Study Design - A Counterbalanced Study Aims - To determine the effect of a) warm-up exercises and b) mental visualisation on the musculoskeletal demands and cognitive demands respectively during robot-assisted laparoscopic surgery. Outcome Measures - 1. EMG measurements of frequency and amplitude across muscle fibres. 2. EEG measurements of peak alpha power, and alpha spindle duration and amplitude. Study Participants and Eligibility - Surgeons who have certificates of completion of training (CCT) and performing surgical procedures using the minimally invasive techniques of RALS. Planned Size of Sample - The investigators have chosen the higher value for our power calculation (an effect size of 0.24) which requires 10 surgeons per condition performing 1 -2 operations for 80% power to detect a difference between conditions, at an alpha of 0.05. Planned Study Period-Duration - Each surgeon will be required to participate in the study for approximately 3 - 4 weeks performing 3 surgical procedures and based on estimates that surgeons routinely perform an average of 1 robotic procedure per week we anticipate the study will run for 6 months.
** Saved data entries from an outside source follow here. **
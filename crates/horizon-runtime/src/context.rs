//! The world context: subsystem ownership, readiness and per-tick driving.

use std::fmt;
use std::sync::Arc;
use std::time::Duration;

use crossbeam_channel::{Receiver, RecvTimeoutError, TryRecvError};
use glam::Vec3;
use horizon_config::Config;
use horizon_core::{EventBus, ObstructionProbe, OpenSky, WorldEvent};
use horizon_nav::{Path, PathFailure, Pathfinder};
use horizon_physics::{CollisionGeometryCache, PhysicsProbe, PhysicsWorld};
use horizon_streaming::{ChunkStreamer, StreamingDelta};
use horizon_terrain::{BiomeCostTable, TerrainOracle};

use crate::error::RuntimeError;

/// Optional subsystems, chosen once at construction.
#[derive(Clone, Copy, Debug, PartialEq, Eq)]
pub struct Capabilities {
    /// Build the navigation grid and answer path queries.
    pub navigation: bool,
    /// Maintain collision geometry around the observer.
    pub collision: bool,
}

impl Capabilities {
    /// Every subsystem enabled.
    pub const ALL: Self = Self {
        navigation: true,
        collision: true,
    };

    /// Streaming only.
    pub const STREAMING_ONLY: Self = Self {
        navigation: false,
        collision: false,
    };
}

impl Default for Capabilities {
    fn default() -> Self {
        Self::ALL
    }
}

/// Where the context is in its lifetime.
#[derive(Clone, Copy, Debug, PartialEq, Eq)]
pub enum Lifecycle {
    /// Waiting for the terrain producer to finish; ticks do nothing.
    AwaitingTerrain,
    /// Terrain is available and every enabled subsystem is running.
    Ready,
    /// Torn down; ticks and queries do nothing.
    Disposed,
}

impl fmt::Display for Lifecycle {
    fn fmt(&self, f: &mut fmt::Formatter<'_>) -> fmt::Result {
        match self {
            Self::AwaitingTerrain => write!(f, "awaiting terrain"),
            Self::Ready => write!(f, "ready"),
            Self::Disposed => write!(f, "disposed"),
        }
    }
}

/// Builds an optional subsystem; a failure is logged once and leaves it absent.
fn optional<T, E: Into<RuntimeError>>(
    enabled: bool,
    name: &str,
    build: impl FnOnce() -> Result<T, E>,
) -> Option<T> {
    if !enabled {
        return None;
    }
    match build() {
        Ok(subsystem) => Some(subsystem),
        Err(e) => {
            tracing::error!("{} unavailable: {}", name, e.into());
            None
        }
    }
}

/// Owns every world subsystem and drives them from the observer position.
///
/// Construct one per world; there is no global instance. All operations run
/// to completion on the calling thread.
pub struct WorldContext {
    config: Config,
    capabilities: Capabilities,
    terrain: Arc<dyn TerrainOracle>,
    events: EventBus,
    lifecycle: Lifecycle,
    ready_signal: Option<Receiver<()>>,
    streamer: ChunkStreamer,
    pathfinder: Option<Pathfinder>,
    collision: Option<CollisionGeometryCache>,
    physics: PhysicsWorld,
    observer: Option<Vec3>,
}

impl WorldContext {
    /// Creates a context with the default biome costs.
    pub fn new(
        config: Config,
        terrain: Arc<dyn TerrainOracle>,
        capabilities: Capabilities,
    ) -> Result<Self, RuntimeError> {
        Self::with_costs(config, terrain, capabilities, BiomeCostTable::default())
    }

    /// Creates a context.
    ///
    /// An invalid configuration fails the whole context. If the terrain
    /// already reports itself generated the context starts [`Lifecycle::Ready`].
    pub fn with_costs(
        config: Config,
        terrain: Arc<dyn TerrainOracle>,
        capabilities: Capabilities,
        costs: BiomeCostTable,
    ) -> Result<Self, RuntimeError> {
        config.validate()?;

        let events = EventBus::new();
        let mut physics = PhysicsWorld::new();
        let streamer = ChunkStreamer::new(&config, Arc::clone(&terrain), events.clone())?;
        let pathfinder = optional(capabilities.navigation, "Navigation", || {
            Pathfinder::new(&config, costs, events.clone())
        });
        let collision = optional(capabilities.collision, "Collision geometry", || {
            CollisionGeometryCache::new(&config, &mut physics, events.clone())
        });

        let mut ctx = Self {
            config,
            capabilities,
            terrain,
            events,
            lifecycle: Lifecycle::AwaitingTerrain,
            ready_signal: None,
            streamer,
            pathfinder,
            collision,
            physics,
            observer: None,
        };
        if ctx.terrain.is_world_generated() {
            ctx.become_ready();
        } else {
            tracing::info!("World context waiting for terrain");
        }
        Ok(ctx)
    }

    /// Hands over the terrain producer's completion signal.
    ///
    /// The context checks it once per tick and becomes ready when a message
    /// arrives (or the producer hangs up and the terrain reports generated).
    pub fn with_ready_signal(mut self, signal: Receiver<()>) -> Self {
        if self.lifecycle == Lifecycle::AwaitingTerrain {
            self.ready_signal = Some(signal);
        }
        self
    }

    // -----------------------------------------------------------------------
    // Lifecycle
    // -----------------------------------------------------------------------

    /// Checks for terrain readiness without blocking. Returns `true` if ready.
    pub fn poll_ready(&mut self) -> bool {
        if self.lifecycle != Lifecycle::AwaitingTerrain {
            return self.lifecycle == Lifecycle::Ready;
        }

        let signalled = match &self.ready_signal {
            Some(rx) => match rx.try_recv() {
                Ok(()) => true,
                Err(TryRecvError::Empty) => false,
                Err(TryRecvError::Disconnected) => self.terrain.is_world_generated(),
            },
            None => self.terrain.is_world_generated(),
        };
        if signalled {
            self.become_ready();
        }
        signalled
    }

    /// Blocks on the terrain producer's signal for at most `timeout`.
    ///
    /// Without a signal this is [`poll_ready`](Self::poll_ready).
    pub fn wait_ready(&mut self, timeout: Duration) -> bool {
        if self.lifecycle == Lifecycle::AwaitingTerrain
            && let Some(rx) = &self.ready_signal
        {
            let signalled = match rx.recv_timeout(timeout) {
                Ok(()) => true,
                Err(RecvTimeoutError::Timeout) => false,
                Err(RecvTimeoutError::Disconnected) => self.terrain.is_world_generated(),
            };
            if signalled {
                self.become_ready();
            }
            return signalled;
        }
        self.poll_ready()
    }

    fn become_ready(&mut self) {
        self.ready_signal = None;
        self.lifecycle = Lifecycle::Ready;
        self.generate_navigation();
        tracing::info!("World context ready");
    }

    fn generate_navigation(&mut self) {
        let Some(pathfinder) = self.pathfinder.as_mut() else {
            return;
        };
        let physics_probe = PhysicsProbe::new(&self.physics);
        let probe: &dyn ObstructionProbe = if self.collision.is_some() {
            &physics_probe
        } else {
            &OpenSky
        };
        pathfinder.generate(self.terrain.as_ref(), probe);
    }

    /// Current lifecycle state.
    pub fn lifecycle(&self) -> Lifecycle {
        self.lifecycle
    }

    pub fn is_ready(&self) -> bool {
        self.lifecycle == Lifecycle::Ready
    }

    // -----------------------------------------------------------------------
    // Per-tick driving
    // -----------------------------------------------------------------------

    /// Advances the world for an observer at `observer`.
    ///
    /// Updates the chunk window, drops colliders of chunks that left it,
    /// culls distant colliders and builds colliders for active chunks in
    /// range. Returns the window change, if the observer crossed into a new
    /// chunk. Does nothing until the context is ready.
    pub fn tick(&mut self, observer: Vec3) -> Option<StreamingDelta> {
        if !self.poll_ready() {
            return None;
        }
        self.observer = Some(observer);
        let delta = self.streamer.update_observer_position(observer);

        if let Some(cache) = self.collision.as_mut() {
            if let Some(delta) = &delta {
                for &coord in &delta.deactivated {
                    cache.on_chunk_deactivated(coord, &mut self.physics);
                }
            }
            cache.update(observer, &mut self.physics);
            for chunk in self.streamer.active_chunks() {
                if cache.in_range(chunk.coord(), observer) {
                    cache.ensure_collider(chunk.coord(), chunk.samples(), &mut self.physics);
                }
            }
            self.physics.step();
        }

        if let Some(delta) = &delta {
            tracing::trace!(
                "Tick at {}: +{} -{} ~{}",
                observer,
                delta.activated.len(),
                delta.deactivated.len(),
                delta.remeshed.len()
            );
        }
        delta
    }

    /// Finds a path between two world positions.
    ///
    /// Fails with [`PathFailure::GridNotGenerated`] while the context is not
    /// ready or navigation is unavailable.
    pub fn find_path(&mut self, start: Vec3, end: Vec3) -> Result<Path, PathFailure> {
        if self.lifecycle != Lifecycle::Ready {
            return Err(PathFailure::GridNotGenerated);
        }
        let Some(pathfinder) = self.pathfinder.as_mut() else {
            return Err(PathFailure::GridNotGenerated);
        };
        let physics_probe = PhysicsProbe::new(&self.physics);
        let probe: &dyn ObstructionProbe = if self.collision.is_some() {
            &physics_probe
        } else {
            &OpenSky
        };
        pathfinder.calculate_path(start, end, probe)
    }

    /// Registers an event listener.
    pub fn subscribe(&self) -> Receiver<WorldEvent> {
        self.events.subscribe()
    }

    /// Rebuilds every derived structure from the terrain.
    ///
    /// Active chunks are re-sampled, collision meshes and colliders are
    /// dropped (they come back on the next tick) and the navigation grid is
    /// regenerated, which clears the path cache.
    pub fn regenerate(&mut self) -> Result<(), RuntimeError> {
        match self.lifecycle {
            Lifecycle::Disposed => return Err(RuntimeError::Disposed),
            Lifecycle::AwaitingTerrain => return Ok(()),
            Lifecycle::Ready => {}
        }
        self.streamer.regenerate();
        if let Some(cache) = self.collision.as_mut() {
            cache.remove_all(&mut self.physics);
            cache.clear_cache();
            self.physics.step();
        }
        self.generate_navigation();
        tracing::info!("World regenerated");
        Ok(())
    }

    /// Tears the world down: every chunk goes back to the pool, every
    /// collider leaves the physics world. Idempotent.
    pub fn dispose(&mut self) {
        if self.lifecycle == Lifecycle::Disposed {
            return;
        }
        self.streamer.deactivate_all();
        if let Some(cache) = self.collision.as_mut() {
            cache.dispose(&mut self.physics);
        }
        if let Some(pathfinder) = self.pathfinder.as_mut() {
            pathfinder.clear_cache();
        }
        self.ready_signal = None;
        self.observer = None;
        self.lifecycle = Lifecycle::Disposed;
        tracing::info!("World context disposed");
    }

    // -----------------------------------------------------------------------
    // Accessors
    // -----------------------------------------------------------------------

    /// Terrain height at `pos`, from the active chunk if one covers it.
    pub fn height_at(&self, pos: Vec3) -> f32 {
        match self.streamer.chunk_at(pos) {
            Some(_) => self.streamer.height_at(pos),
            None => self.terrain.height_at(pos.x, pos.z),
        }
    }

    pub fn config(&self) -> &Config {
        &self.config
    }

    pub fn capabilities(&self) -> Capabilities {
        self.capabilities
    }

    pub fn observer(&self) -> Option<Vec3> {
        self.observer
    }

    pub fn events(&self) -> &EventBus {
        &self.events
    }

    pub fn streamer(&self) -> &ChunkStreamer {
        &self.streamer
    }

    pub fn pathfinder(&self) -> Option<&Pathfinder> {
        self.pathfinder.as_ref()
    }

    pub fn collision(&self) -> Option<&CollisionGeometryCache> {
        self.collision.as_ref()
    }

    pub fn physics(&self) -> &PhysicsWorld {
        &self.physics
    }
}
//! Chunk streaming around a single observer.
//!
//! The [`ChunkStreamer`] keeps exactly the chunks inside a square window
//! around the observer's chunk active. Chunk instances are never dropped:
//! they cycle between a free pool, the active map and a bounded inactive
//! cache, so steady-state streaming performs no allocation.

mod chunk;
mod error;
mod streamer;

pub use chunk::{Chunk, ChunkState};
pub use error::StreamingError;
pub use streamer::{ChunkStreamer, StreamingDelta, mesh_params};
//! Navigation grid cells and their per-search scratch state.

use glam::Vec3;
use horizon_core::GridCoord;

/// Search bookkeeping for a node within one query.
#[derive(Clone, Copy, Debug, Default, PartialEq, Eq)]
pub(crate) enum Visit {
    #[default]
    Unvisited,
    Open,
    Closed,
}

/// One cell of the navigation grid.
///
/// `g`, `h`, `parent` and the visit state are scratch space for the current
/// search and are reset before every query.
#[derive(Clone, Debug)]
pub struct NavigationNode {
    /// Grid coordinate.
    pub coord: GridCoord,
    /// World position of the cell centre, at terrain height.
    pub position: Vec3,
    /// Whether agents may enter the cell.
    pub navigable: bool,
    /// Traversal cost multiplier (≥ 1).
    pub cost: f32,
    pub(crate) g: f32,
    pub(crate) h: f32,
    pub(crate) parent: Option<usize>,
    pub(crate) visit: Visit,
}

impl NavigationNode {
    /// Creates a node with cleared search state.
    pub fn new(coord: GridCoord, position: Vec3, navigable: bool, cost: f32) -> Self {
        Self {
            coord,
            position,
            navigable,
            cost,
            g: f32::INFINITY,
            h: 0.0,
            parent: None,
            visit: Visit::Unvisited,
        }
    }

    /// Accumulated cost from the start in the last search.
    pub fn accumulated_cost(&self) -> f32 {
        self.g
    }

    /// Heuristic estimate to the goal in the last search.
    pub fn heuristic(&self) -> f32 {
        self.h
    }

    pub(crate) fn reset_search(&mut self) {
        self.g = f32::INFINITY;
        self.h = 0.0;
        self.parent = None;
        self.visit = Visit::Unvisited;
    }
}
Research Question - Does structured simulated warm-up exercises prior to performing surgery improve surgeons' ergonomic awareness and maintain the low muscle fatigue impact associated with RALS? The investigators also hypothesize that mental imagery, inducing a flow state associated with overall cortical synchronisation could decrease cognitive demands experienced by surgeons and potentially mitigate against the cognitive fatigue surgeons experience whilst performing procedures.